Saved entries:
────────────────────

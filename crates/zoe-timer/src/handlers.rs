// SPDX-FileCopyrightText: 2026 Zoe Contributors
// SPDX-License-Identifier: MIT OR Apache-2.0

//! Built-in timer intents and their handlers.

use std::collections::{BTreeMap, HashMap};
use std::sync::Arc;

use async_trait::async_trait;
use serde_json::json;

use zoe_core::{
    ActiveTimer, IntentHandler, IntentPattern, IntentRequest, IntentResult, MAX_TIMER_SECONDS,
    ModuleDescriptor, NewTimer, ZoeError,
};

use crate::service::TimerService;

/// Name of the compiled-in descriptor.
pub const TIMERS_MODULE: &str = "timers";

const TIMER_INTENTS: &str = include_str!("../intents/timers.toml");

const DEFAULT_LABEL: &str = "timer";

/// Parse the built-in timer intent definitions.
pub fn core_intents() -> Result<BTreeMap<String, IntentPattern>, ZoeError> {
    let table: toml::Table = toml::from_str(TIMER_INTENTS)
        .map_err(|e| ZoeError::Internal(format!("built-in timer intents: {e}")))?;
    match table.get("intents") {
        Some(toml::Value::Table(intents)) => Ok(intents
            .iter()
            .map(|(name, pattern)| (name.clone(), IntentPattern(pattern.clone())))
            .collect()),
        _ => Err(ZoeError::Internal(
            "built-in timer intents: missing `intents` table".into(),
        )),
    }
}

/// Parse a spoken duration such as `10 minutes`, `1 hour and 30 minutes`,
/// `an hour` or `90s` into seconds.
///
/// A bare number counts as minutes. Amounts that overflow `i64` are
/// rejected like any other unparseable duration.
pub fn parse_duration(text: &str) -> Option<i64> {
    let mut total: i64 = 0;
    let mut pending: Option<i64> = None;
    let mut matched = false;

    for raw in text.split_whitespace() {
        let word = raw.trim_end_matches([',', '.']).to_lowercase();
        if word == "and" {
            continue;
        }
        if let Some(unit) = unit_seconds(&word) {
            total = total.checked_add(pending.take()?.checked_mul(unit)?)?;
            matched = true;
        } else if let Some(n) = number(&word) {
            if let Some(previous) = pending.replace(n) {
                total = total.checked_add(previous.checked_mul(60)?)?;
            }
        } else {
            let split = word.find(|c: char| !c.is_ascii_digit())?;
            let (digits, unit) = word.split_at(split);
            let n: i64 = digits.parse().ok()?;
            total = total.checked_add(n.checked_mul(unit_seconds(unit)?)?)?;
            matched = true;
        }
    }

    if let Some(minutes) = pending {
        total = total.checked_add(minutes.checked_mul(60)?)?;
        matched = true;
    }
    (matched && total > 0).then_some(total)
}

fn unit_seconds(word: &str) -> Option<i64> {
    match word {
        "s" | "sec" | "secs" | "second" | "seconds" => Some(1),
        "m" | "min" | "mins" | "minute" | "minutes" => Some(60),
        "h" | "hr" | "hrs" | "hour" | "hours" => Some(3600),
        _ => None,
    }
}

fn number(word: &str) -> Option<i64> {
    if let Ok(n) = word.parse::<i64>() {
        return Some(n);
    }
    let n = match word {
        "a" | "an" | "one" => 1,
        "two" => 2,
        "three" => 3,
        "four" => 4,
        "five" => 5,
        "ten" => 10,
        "fifteen" => 15,
        "twenty" => 20,
        "thirty" => 30,
        "forty" => 40,
        "fifty" => 50,
        _ => return None,
    };
    Some(n)
}

/// Render seconds the way replies read them, e.g. `1 hour 5 minutes`.
pub fn format_duration(seconds: i64) -> String {
    let seconds = seconds.max(0);
    let (hours, minutes, secs) = (seconds / 3600, (seconds % 3600) / 60, seconds % 60);
    let mut parts = Vec::new();
    for (n, unit) in [(hours, "hour"), (minutes, "minute"), (secs, "second")] {
        if n > 0 {
            parts.push(format!("{n} {unit}{}", if n == 1 { "" } else { "s" }));
        }
    }
    if parts.is_empty() {
        "0 seconds".to_string()
    } else {
        parts.join(" ")
    }
}

fn label_of(request: &IntentRequest) -> Option<String> {
    request
        .slot("label")
        .map(str::trim)
        .filter(|l| !l.is_empty())
        .map(str::to_lowercase)
}

/// `StartTimer`: create a timer routed back to where it was asked for.
pub struct StartTimerHandler {
    service: Arc<TimerService>,
}

#[async_trait]
impl IntentHandler for StartTimerHandler {
    async fn handle(&self, request: &IntentRequest) -> Result<IntentResult, ZoeError> {
        let Some(seconds) = request.slot("duration").and_then(parse_duration) else {
            return Ok(IntentResult::failed("How long should the timer run?"));
        };
        if seconds > MAX_TIMER_SECONDS {
            return Ok(IntentResult::failed(format!(
                "Timers can run for at most {}.",
                format_duration(MAX_TIMER_SECONDS)
            )));
        }
        let label = label_of(request).unwrap_or_else(|| DEFAULT_LABEL.to_string());

        let mut new = NewTimer::new(&request.user_id, &label, seconds);
        new.source_device_id = request.origin.device_id.clone();
        new.source_session_id = request.origin.session_id.clone();
        new.source_room = request.origin.room.clone();

        let timer = self.service.create_timer(new).await?;
        Ok(IntentResult::ok(format!(
            "Timer '{}' set for {}.",
            timer.label,
            format_duration(seconds)
        ))
        .with_data(json!({
            "timer_id": timer.id,
            "expires_at": timer.expires_at,
        })))
    }
}

/// `CancelTimer`: cancel the only running timer, or the one named by label.
pub struct CancelTimerHandler {
    service: Arc<TimerService>,
}

#[async_trait]
impl IntentHandler for CancelTimerHandler {
    async fn handle(&self, request: &IntentRequest) -> Result<IntentResult, ZoeError> {
        let active = self.service.get_active_timers(&request.user_id).await;
        let label = label_of(request);
        let candidates: Vec<&ActiveTimer> = active
            .iter()
            .filter(|a| label.as_ref().is_none_or(|l| a.timer.label.eq_ignore_ascii_case(l)))
            .collect();

        let target = match (candidates.as_slice(), &label) {
            ([], None) => return Ok(IntentResult::failed("You don't have any timers running.")),
            ([], Some(label)) => {
                return Ok(IntentResult::failed(format!("There's no '{label}' timer running.")));
            }
            ([only], _) => *only,
            (many, _) => {
                return Ok(IntentResult::failed(format!(
                    "You have {} timers running. Which one should I cancel?",
                    many.len()
                )));
            }
        };

        if self
            .service
            .cancel_timer(&request.user_id, &target.timer.id)
            .await?
        {
            Ok(IntentResult::ok(format!("Cancelled the '{}' timer.", target.timer.label))
                .with_data(json!({ "timer_id": target.timer.id })))
        } else {
            Ok(IntentResult::failed("That timer already finished."))
        }
    }
}

/// `TimerStatus`: list running timers with their remaining time.
pub struct TimerStatusHandler {
    service: Arc<TimerService>,
}

#[async_trait]
impl IntentHandler for TimerStatusHandler {
    async fn handle(&self, request: &IntentRequest) -> Result<IntentResult, ZoeError> {
        let active = self.service.get_active_timers(&request.user_id).await;
        if active.is_empty() {
            return Ok(IntentResult::ok("You don't have any timers running."));
        }

        let lines: Vec<String> = active
            .iter()
            .map(|a| format!("{}: {} left", a.timer.label, format_duration(a.remaining_seconds)))
            .collect();
        Ok(IntentResult::ok(lines.join("\n")).with_data(json!({
            "timers": active
                .iter()
                .map(|a| json!({
                    "timer_id": a.timer.id,
                    "label": a.timer.label,
                    "remaining_seconds": a.remaining_seconds,
                }))
                .collect::<Vec<_>>(),
        })))
    }
}

/// Descriptor exposing the timer handlers.
pub struct TimersModule {
    service: Arc<TimerService>,
}

impl TimersModule {
    pub fn new(service: Arc<TimerService>) -> Self {
        Self { service }
    }
}

impl ModuleDescriptor for TimersModule {
    fn name(&self) -> &str {
        TIMERS_MODULE
    }

    fn description(&self) -> &str {
        "Countdown timers with multi-device alerts"
    }

    fn intent_handlers(&self) -> HashMap<String, Arc<dyn IntentHandler>> {
        let start: Arc<dyn IntentHandler> = Arc::new(StartTimerHandler {
            service: Arc::clone(&self.service),
        });
        let cancel: Arc<dyn IntentHandler> = Arc::new(CancelTimerHandler {
            service: Arc::clone(&self.service),
        });
        let status: Arc<dyn IntentHandler> = Arc::new(TimerStatusHandler {
            service: Arc::clone(&self.service),
        });
        HashMap::from([
            ("StartTimer".to_string(), start),
            ("CancelTimer".to_string(), cancel),
            ("TimerStatus".to_string(), status),
        ])
    }
}

#[cfg(test)]
mod tests {
    use super::*;
    use zoe_core::RequestOrigin;
    use zoe_test_utils::{MockDeviceRegistry, MockOfflineSink, MockTransport, test_database};

    use crate::router::NotificationRouter;

    #[test]
    fn durations_parse() {
        assert_eq!(parse_duration("10 minutes"), Some(600));
        assert_eq!(parse_duration("1 hour and 30 minutes"), Some(5400));
        assert_eq!(parse_duration("an hour"), Some(3600));
        assert_eq!(parse_duration("90s"), Some(90));
        assert_eq!(parse_duration("2h 15m"), Some(8100));
        assert_eq!(parse_duration("5"), Some(300));
        assert_eq!(parse_duration("thirty seconds"), Some(30));
    }

    #[test]
    fn bad_durations_are_rejected() {
        assert_eq!(parse_duration(""), None);
        assert_eq!(parse_duration("minutes"), None);
        assert_eq!(parse_duration("a while"), None);
        assert_eq!(parse_duration("0 seconds"), None);
        assert_eq!(parse_duration("10 fortnights"), None);
    }

    #[test]
    fn overflowing_durations_are_rejected() {
        assert_eq!(parse_duration("99999999999999999 hours"), None);
        assert_eq!(parse_duration("9223372036854775807s and 1s"), None);
        assert_eq!(parse_duration("999999999999999999 minutes"), None);
    }

    #[test]
    fn durations_format() {
        assert_eq!(format_duration(0), "0 seconds");
        assert_eq!(format_duration(61), "1 minute 1 second");
        assert_eq!(format_duration(3900), "1 hour 5 minutes");
    }

    #[test]
    fn core_intents_parse() {
        let intents = core_intents().unwrap();
        let names: Vec<_> = intents.keys().map(String::as_str).collect();
        assert_eq!(names, vec!["CancelTimer", "StartTimer", "TimerStatus"]);
        assert!(!intents["StartTimer"].sentences().is_empty());
    }

    async fn module() -> (TimersModule, Arc<TimerService>) {
        let router = NotificationRouter::new(
            Arc::new(MockTransport::new()),
            Arc::new(MockDeviceRegistry::new()),
            Arc::new(MockOfflineSink::new()),
        );
        let service = Arc::new(TimerService::new(test_database().await, router));
        (TimersModule::new(Arc::clone(&service)), service)
    }

    fn request(intent: &str) -> IntentRequest {
        IntentRequest::new("alice", intent)
    }

    #[tokio::test]
    async fn start_status_cancel_flow() {
        let (module, service) = module().await;
        let handlers = module.intent_handlers();

        let started = handlers["StartTimer"]
            .handle(
                &request("StartTimer")
                    .with_slot("duration", "10 minutes")
                    .with_slot("label", "Pasta")
                    .with_origin(RequestOrigin {
                        device_id: Some("kitchen-pad".into()),
                        session_id: None,
                        room: Some("kitchen".into()),
                    }),
            )
            .await
            .unwrap();
        assert!(started.success);
        assert_eq!(started.message, "Timer 'pasta' set for 10 minutes.");

        let active = service.get_active_timers("alice").await;
        assert_eq!(active.len(), 1);
        assert_eq!(active[0].timer.source_device_id.as_deref(), Some("kitchen-pad"));
        assert_eq!(active[0].timer.source_room.as_deref(), Some("kitchen"));

        let status = handlers["TimerStatus"].handle(&request("TimerStatus")).await.unwrap();
        assert!(status.message.starts_with("pasta: "));

        let cancelled = handlers["CancelTimer"].handle(&request("CancelTimer")).await.unwrap();
        assert!(cancelled.success);
        assert!(service.get_active_timers("alice").await.is_empty());
    }

    #[tokio::test]
    async fn start_without_duration_asks_back() {
        let (module, _) = module().await;
        let result = module.intent_handlers()["StartTimer"]
            .handle(&request("StartTimer"))
            .await
            .unwrap();
        assert!(!result.success);
    }

    #[tokio::test]
    async fn start_beyond_a_week_is_refused() {
        let (module, service) = module().await;
        let handlers = module.intent_handlers();
        for duration in ["999999999999 hours", "169 hours", "99999999999999999 hours"] {
            let result = handlers["StartTimer"]
                .handle(&request("StartTimer").with_slot("duration", duration))
                .await
                .unwrap();
            assert!(!result.success, "{duration}");
        }
        assert!(service.get_active_timers("alice").await.is_empty());
    }

    #[tokio::test]
    async fn cancel_needs_a_label_when_ambiguous() {
        let (module, service) = module().await;
        service.create_timer(NewTimer::new("alice", "pasta", 600)).await.unwrap();
        service.create_timer(NewTimer::new("alice", "eggs", 300)).await.unwrap();
        let handlers = module.intent_handlers();
        let cancel = &handlers["CancelTimer"];

        let result = cancel.handle(&request("CancelTimer")).await.unwrap();
        assert!(!result.success);

        let result = cancel
            .handle(&request("CancelTimer").with_slot("label", "eggs"))
            .await
            .unwrap();
        assert!(result.success);
        let left = service.get_active_timers("alice").await;
        assert_eq!(left.len(), 1);
        assert_eq!(left[0].timer.label, "pasta");
    }
}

────────────────────

WORK INSTRUCTION: Emit an exact copy of the lines spanning the start of the records to the line containing "let table: toml::Table", inclusive, and no other output.

FINISHED TASK:
filename crates/zoe-timer/src/handlers.rs
// SPDX-FileCopyrightText: 2026 Zoe Contributors
// SPDX-License-Identifier: MIT OR Apache-2.0

//! Built-in timer intents and their handlers.

use std::collections::{BTreeMap, HashMap};
use std::sync::Arc;

use async_trait::async_trait;
use serde_json::json;

use zoe_core::{
    ActiveTimer, IntentHandler, IntentPattern, IntentRequest, IntentResult, MAX_TIMER_SECONDS,
    ModuleDescriptor, NewTimer, ZoeError,
};

use crate::service::TimerService;

/// Name of the compiled-in descriptor.
pub const TIMERS_MODULE: &str = "timers";

const TIMER_INTENTS: &str = include_str!("../intents/timers.toml");

const DEFAULT_LABEL: &str = "timer";

/// Parse the built-in timer intent definitions.
pub fn core_intents() -> Result<BTreeMap<String, IntentPattern>, ZoeError> {
    let table: toml::Table = toml::from_str(TIMER_INTENTS)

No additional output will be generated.